- Theatrical release poster
- Directed by: Bridget Smith
- Written by: Mike Walsh
- Produced by: Steve Nguyen Mike Walsh
- Starring: Myles Clohessy; Taylor Hanks; Ellen Adair; Abbey Hafer; Corrie Graham; Brian Anthony Wilson; Elizabeth Yu;
- Cinematography: Douglas E. Bischoff
- Edited by: Bridget Smith
- Music by: Holly Amber Church
- Production company: Philly Born Films
- Release date: February 11, 2025 (VOD);
- Running time: 86 minutes
- Country: United States
- Language: English

= Womb (2025 film) =

Womb is a 2025 American horror film directed by
Bridget Smith. The film was distributed by Philly Born Films via VOD on February 11, 2025. The cast includes Myles Clohessy, Taylor Hanks, Ellen Adair, Abbey Hafer, Corrie Graham, Brian Anthony Wilson, and Elizabeth Yu.

Womb centers on Hailey (Taylor Hanks), a 22‑year‑old recovering addict who is lovingly pregnant. Along with her fiancé (Myles Clohessy) and sister‑in‑law (Ellen Adair), she retreats to a remote cabin for a peaceful weekend—only to become ensnared by a deranged hunter obsessed with abducting her unborn child. Trapped in the wilderness, Hailey must face her darkest fears as she fights back to protect herself and her baby.

==Plot==
In a remote clearing, a visibly pregnant teenager is attacked by a camouflaged hunter, who violently abducts her unborn child. A young witness observes the brutality in stunned silence. The story then shifts to Hailey, a 22-year-old woman in recovery from addiction, now pregnant and seeking peace. She travels with her fiancé, Raymond, and his sister, Martha, to a secluded hunting cabin owned by the family. Hailey hopes the weekend retreat will offer a fresh start before the baby arrives. But things at the cabin quickly feel off—windows are boarded, rooms are locked, and Martha's intense interest in Hailey's past (and the fact that her baby isn't biologically Raymond's) begins to feel invasive.

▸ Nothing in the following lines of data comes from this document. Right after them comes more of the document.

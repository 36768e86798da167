use std::time::Duration;

/// Connection and pacing settings for a [`crate::SyncClient`].
#[derive(Debug, Clone)]
pub struct SyncConfig {
    /// Server root, e.g. `http://localhost:3000`. No trailing slash needed.
    pub base_url: String,
    /// Bearer token issued by the identity provider.
    pub token: String,
    pub poll_interval: Duration,
    pub page_size: u32,
    /// Uploads taking longer than this are treated as failed.
    pub upload_timeout: Duration,
}

impl SyncConfig {
    pub fn new(base_url: impl Into<String>, token: impl Into<String>) -> Self {
        Self {
            base_url: base_url.into().trim_end_matches('/').to_string(),
            token: token.into(),
            poll_interval: Duration::from_secs(1),
            page_size: 20,
            upload_timeout: Duration::from_secs(30),
        }
    }

    pub fn url(&self, path: &str) -> String {
        format!("{}{}", self.base_url, path)
    }

    /// WebSocket URL of the gateway, derived from the HTTP base URL.
    pub fn gateway_url(&self) -> String {
        let ws_base = if let Some(rest) = self.base_url.strip_prefix("https://") {
            format!("wss://{rest}")
        } else if let Some(rest) = self.base_url.strip_prefix("http://") {
            format!("ws://{rest}")
        } else {
            self.base_url.clone()
        };
        format!("{ws_base}/gateway")
    }
}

As Hailey settles into the weekend, a sense of dread builds. She sees a figure in the woods dressed in camouflage and hears unexplained noises around the cabin. Slowly, the truth unravels: she's not there to relax—she's been lured. Raymond and Martha are not protectors but conspirators in a twisted plot to abduct her unborn child. The man in the woods isn't a stranger; he's the same hunter from the film's opening, and Hailey is his next target. Betrayed by those she trusted most, Hailey finds herself trapped and isolated as she enters early labor.

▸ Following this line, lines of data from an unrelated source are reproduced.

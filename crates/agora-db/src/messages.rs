use std::collections::HashMap;

use chrono::{DateTime, Duration, Utc};
use rusqlite::{Connection, OptionalExtension, TransactionBehavior, params};
use tracing::debug;
use uuid::Uuid;

use agora_types::api::{MessagePage, Pagination};
use agora_types::models::{Caller, FileKind, Message, ReactionMap, StreamId};

use crate::models::{self, MESSAGE_COLUMNS, MessageRow};
use crate::{Database, StoreError, reactions, users};

/// Body of a message about to be appended to a stream.
#[derive(Debug, Clone, Default)]
pub struct NewMessage {
    pub content: String,
    pub file_url: Option<String>,
    pub file_type: Option<FileKind>,
}

impl NewMessage {
    pub fn text(content: impl Into<String>) -> Self {
        Self {
            content: content.into(),
            ..Self::default()
        }
    }

    fn normalized(self) -> Result<Self, StoreError> {
        let file_url = self.file_url.filter(|u| !u.trim().is_empty());
        if self.content.trim().is_empty() && file_url.is_none() {
            return Err(StoreError::validation("Content is required"));
        }
        if file_url.is_none() && self.file_type.is_some() {
            return Err(StoreError::validation("fileType requires fileUrl"));
        }
        Ok(Self {
            content: self.content,
            file_url,
            file_type: self.file_type,
        })
    }
}

impl Database {
    /// One page of a stream. The store is queried newest-first so page 1 is
    /// always the latest `page_size` messages; each page is returned oldest-first.
    pub fn list_messages(
        &self,
        stream: StreamId,
        page: u32,
        page_size: u32,
    ) -> Result<MessagePage, StoreError> {
        if page < 1 {
            return Err(StoreError::validation("page must be at least 1"));
        }
        if page_size == 0 {
            return Err(StoreError::validation("limit must be positive"));
        }

        self.with_conn(|conn| {
            ensure_stream(conn, stream)?;

            let column = stream_column(stream);
            let stream_id = stream.id().to_string();
            let total: i64 = conn.query_row(
                &format!("SELECT COUNT(*) FROM messages WHERE {column} = ?1"),
                [&stream_id],
                |r| r.get(0),
            )?;

            let offset = u64::from(page - 1) * u64::from(page_size);
            let mut stmt = conn.prepare(&format!(
                "SELECT {MESSAGE_COLUMNS}
                 FROM messages m
                 JOIN users u ON u.id = m.author_id
                 WHERE m.{column} = ?1
                 ORDER BY m.created_at DESC, m.id DESC
                 LIMIT ?2 OFFSET ?3"
            ))?;
            let mut rows = stmt
                .query_map(
                    params![stream_id, i64::from(page_size), offset as i64],
                    MessageRow::from_row,
                )?
                .collect::<Result<Vec<_>, _>>()?;
            rows.reverse();

            let messages = attach_reactions(conn, rows)?;
            let pagination = Pagination::new(total as u64, page, page_size, messages.len());
            Ok(MessagePage {
                messages,
                pagination,
            })
        })
    }

    pub fn create_message(
        &self,
        caller: &Caller,
        stream: StreamId,
        draft: NewMessage,
    ) -> Result<Message, StoreError> {
        let draft = draft.normalized()?;

        self.with_conn_mut(|conn| {
            let tx = conn.transaction_with_behavior(TransactionBehavior::Immediate)?;
            authorize_post(&tx, caller, stream)?;
            users::upsert(&tx, caller)?;
            let row = insert_message(&tx, caller, stream, &draft)?;
            tx.commit()?;

            debug!("{} posted message {} in {}", caller.name, row.id, stream);
            Ok(row.into_message(ReactionMap::new()))
        })
    }
}

pub(crate) fn stream_column(stream: StreamId) -> &'static str {
    match stream {
        StreamId::Channel(_) => "channel_id",
        StreamId::Thread(_) => "thread_id",
    }
}

pub(crate) fn ensure_stream(conn: &Connection, stream: StreamId) -> Result<(), StoreError> {
    let (sql, what) = match stream {
        StreamId::Channel(_) => ("SELECT 1 FROM channels WHERE id = ?1", "Channel"),
        StreamId::Thread(_) => ("SELECT 1 FROM threads WHERE id = ?1", "Thread"),
    };
    conn.query_row(sql, [stream.id().to_string()], |_| Ok(()))
        .optional()?
        .ok_or_else(|| StoreError::not_found(what))
}

/// Resolves the stream and applies the forum's admin-only gate for threads.
pub(crate) fn authorize_post(
    conn: &Connection,
    caller: &Caller,
    stream: StreamId,
) -> Result<(), StoreError> {
    match stream {
        StreamId::Channel(_) => ensure_stream(conn, stream),
        StreamId::Thread(id) => {
            let admin_only: bool = conn
                .query_row(
                    "SELECT c.is_admin_only FROM threads t
                     JOIN categories c ON c.id = t.forum_id
                     WHERE t.id = ?1",
                    [id.to_string()],
                    |r| r.get(0),
                )
                .optional()?
                .ok_or_else(|| StoreError::not_found("Thread"))?;

            if admin_only && !caller.is_admin() {
                return Err(StoreError::forbidden(
                    "You do not have permission to post in this forum",
                ));
            }
            Ok(())
        }
    }
}

/// Inserts without any checks; callers hold a write transaction.
pub(crate) fn insert_message(
    conn: &Connection,
    caller: &Caller,
    stream: StreamId,
    draft: &NewMessage,
) -> Result<MessageRow, StoreError> {
    let id = Uuid::new_v4();
    let created_at = next_timestamp(conn, stream)?;
    let column = stream_column(stream);

    conn.execute(
        &format!(
            "INSERT INTO messages (id, {column}, author_id, content, file_url, file_type, created_at)
             VALUES (?1, ?2, ?3, ?4, ?5, ?6, ?7)"
        ),
        params![
            id.to_string(),
            stream.id().to_string(),
            caller.id.to_string(),
            draft.content,
            draft.file_url,
            draft.file_type.map(|k| k.as_str()),
            models::format_timestamp(created_at),
        ],
    )?;

    Ok(MessageRow {
        id,
        channel_id: matches!(stream, StreamId::Channel(_)).then_some(stream.id()),
        thread_id: matches!(stream, StreamId::Thread(_)).then_some(stream.id()),
        author_id: caller.id,
        author_name: caller.name.clone(),
        author_image: caller.image.clone(),
        content: draft.content.clone(),
        file_url: draft.file_url.clone(),
        file_type: draft.file_type.map(|k| k.as_str().to_string()),
        created_at,
    })
}

/// Strictly after the newest message already in the stream, even when the
/// wall clock has not advanced or stepped backwards.
fn next_timestamp(conn: &Connection, stream: StreamId) -> Result<DateTime<Utc>, StoreError> {
    let now = models::now();
    let latest: Option<String> = conn.query_row(
        &format!(
            "SELECT MAX(created_at) FROM messages WHERE {} = ?1",
            stream_column(stream)
        ),
        [stream.id().to_string()],
        |r| r.get(0),
    )?;

    match latest.as_deref().and_then(models::parse_timestamp) {
        Some(latest) if latest >= now => Ok(latest + Duration::microseconds(1)),
        _ => Ok(now),
    }
}

pub(crate) fn attach_reactions(
    conn: &Connection,
    rows: Vec<MessageRow>,
) -> Result<Vec<Message>, StoreError> {
    let ids: Vec<Uuid> = rows.iter().map(|r| r.id).collect();
    let mut by_message: HashMap<Uuid, ReactionMap> = reactions::load_for_messages(conn, &ids)?;

    Ok(rows
        .into_iter()
        .map(|row| {
            let reactions = by_message.remove(&row.id).unwrap_or_default();
            row.into_message(reactions)
        })
        .collect())
}

#[cfg(test)]
mod tests {
    use super::*;
    use crate::GENERAL_CHANNEL_ID;
    use crate::directory::NewCategory;

    fn general() -> StreamId {
        StreamId::Channel(GENERAL_CHANNEL_ID.parse().unwrap())
    }

    fn alice() -> Caller {
        Caller::member(Uuid::from_u128(1), "alice")
    }

    #[test]
    fn pages_concatenate_to_full_history() {
        for total in [0usize, 1, 7, 20, 23] {
            for page_size in [1u32, 3, 5, 20] {
                let db = Database::open_in_memory().unwrap();
                let mut sent = Vec::new();
                for i in 0..total {
                    let msg = db
                        .create_message(&alice(), general(), NewMessage::text(format!("m{i}")))
                        .unwrap();
                    sent.push(msg.id);
                }

                // Pages walk backwards in time; each page is chronological.
                let mut collected: Vec<Uuid> = Vec::new();
                let mut page = 1;
                loop {
                    let result = db.list_messages(general(), page, page_size).unwrap();
                    let mut ids: Vec<Uuid> = result.messages.iter().map(|m| m.id).collect();
                    ids.extend(collected);
                    collected = ids;
                    if !result.pagination.has_more {
                        break;
                    }
                    page += 1;
                }

                assert_eq!(collected, sent, "total={total} page_size={page_size}");
            }
        }
    }

    #[test]
    fn first_page_is_latest_in_chronological_order() {
        let db = Database::open_in_memory().unwrap();
        for i in 0..5 {
            db.create_message(&alice(), general(), NewMessage::text(format!("m{i}")))
                .unwrap();
        }

        let page = db.list_messages(general(), 1, 2).unwrap();
        let contents: Vec<&str> = page.messages.iter().map(|m| m.content.as_str()).collect();
        assert_eq!(contents, ["m3", "m4"]);
        assert_eq!(page.pagination.total, 5);
        assert_eq!(page.pagination.pages, 3);
        assert!(page.pagination.has_more);
    }

    #[test]
    fn timestamps_strictly_increase_within_stream() {
        let db = Database::open_in_memory().unwrap();
        let mut last = None;
        for _ in 0..50 {
            let msg = db
                .create_message(&alice(), general(), NewMessage::text("tick"))
                .unwrap();
            if let Some(prev) = last {
                assert!(msg.created_at > prev);
            }
            last = Some(msg.created_at);
        }
    }

    #[test]
    fn empty_message_without_file_is_rejected() {
        let db = Database::open_in_memory().unwrap();
        let err = db
            .create_message(&alice(), general(), NewMessage::text("   "))
            .unwrap_err();
        assert!(matches!(err, StoreError::Validation(_)));

        let with_file = NewMessage {
            content: String::new(),
            file_url: Some("/uploads/a.png".into()),
            file_type: Some(FileKind::Image),
        };
        let msg = db.create_message(&alice(), general(), with_file).unwrap();
        assert_eq!(msg.file_type, Some(FileKind::Image));
    }

    #[test]
    fn unknown_stream_is_not_found() {
        let db = Database::open_in_memory().unwrap();
        let missing = StreamId::Channel(Uuid::new_v4());

        assert!(matches!(
            db.list_messages(missing, 1, 20),
            Err(StoreError::NotFound(_))
        ));
        assert!(matches!(
            db.create_message(&alice(), missing, NewMessage::text("hi")),
            Err(StoreError::NotFound(_))
        ));
    }

    #[test]
    fn invalid_paging_is_rejected() {
        let db = Database::open_in_memory().unwrap();
        assert!(matches!(
            db.list_messages(general(), 0, 20),
            Err(StoreError::Validation(_))
        ));
        assert!(matches!(
            db.list_messages(general(), 1, 0),
            Err(StoreError::Validation(_))
        ));
    }

    #[test]
    fn admin_only_forum_gates_replies() {
        let db = Database::open_in_memory().unwrap();
        let admin = Caller::admin(Uuid::from_u128(9), "root");
        db.create_category(
            &admin,
            NewCategory {
                id: "announcements".into(),
                name: "Announcements".into(),
                is_admin_only: true,
                ..NewCategory::default()
            },
        )
        .unwrap();
        let thread = db
            .create_thread(&admin, "announcements", "Release", "v1 is out", false)
            .unwrap();
        let stream = StreamId::Thread(thread.id);

        let err = db
            .create_message(&alice(), stream, NewMessage::text("nice"))
            .unwrap_err();
        assert!(matches!(err, StoreError::Forbidden(_)));

        db.create_message(&admin, stream, NewMessage::text("details"))
            .unwrap();
        assert_eq!(db.list_messages(stream, 1, 20).unwrap().messages.len(), 2);
    }
}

The final act of the film turns from psychological tension to full-blown survival horror. Hailey fights to protect herself and her baby as her attackers attempt a brutal, forced extraction. In a sequence of visceral violence, they overpower her and remove the baby. The film closes with grim ambiguity—Hailey's fate is left unresolved.

==Cast==
- Myles Clohessy as Raymond
- Taylor Hanks as Hailey
- Ellen Adair as Martha
- Abbey Hafer as Patty
- Corrie Graham as Loretta
- Brian Anthony Wilson as Big Country
- Elizabeth Yu as Ha-Yoon

==Reception==
In a review for FILMHOUNDS Magazine, film critic Mike Evans awarded the film 2/5 stars, writing "Womb is a competently constructed horror tale with some good elements, but it largely feels lacking. The premise is horrific, and the fact that this is a crime on the rise in the real world is alarming, but the film ends up being quite disappointing and feels as if the potential has floundered."

My Bloody Reviews offered warmer observations, awarding the film 5/10 stars, noting "Director Bridget Smith's Womb is initially slow to get going and generic, there is too much in the way of dialogue scenes choking up the film's first half-hour. Once the scenario has been established Womb finds its groove becoming a surprisingly grim and if often nonsensical flick that despite the niggles will no doubt engage and please many that tune into this horror-thriller."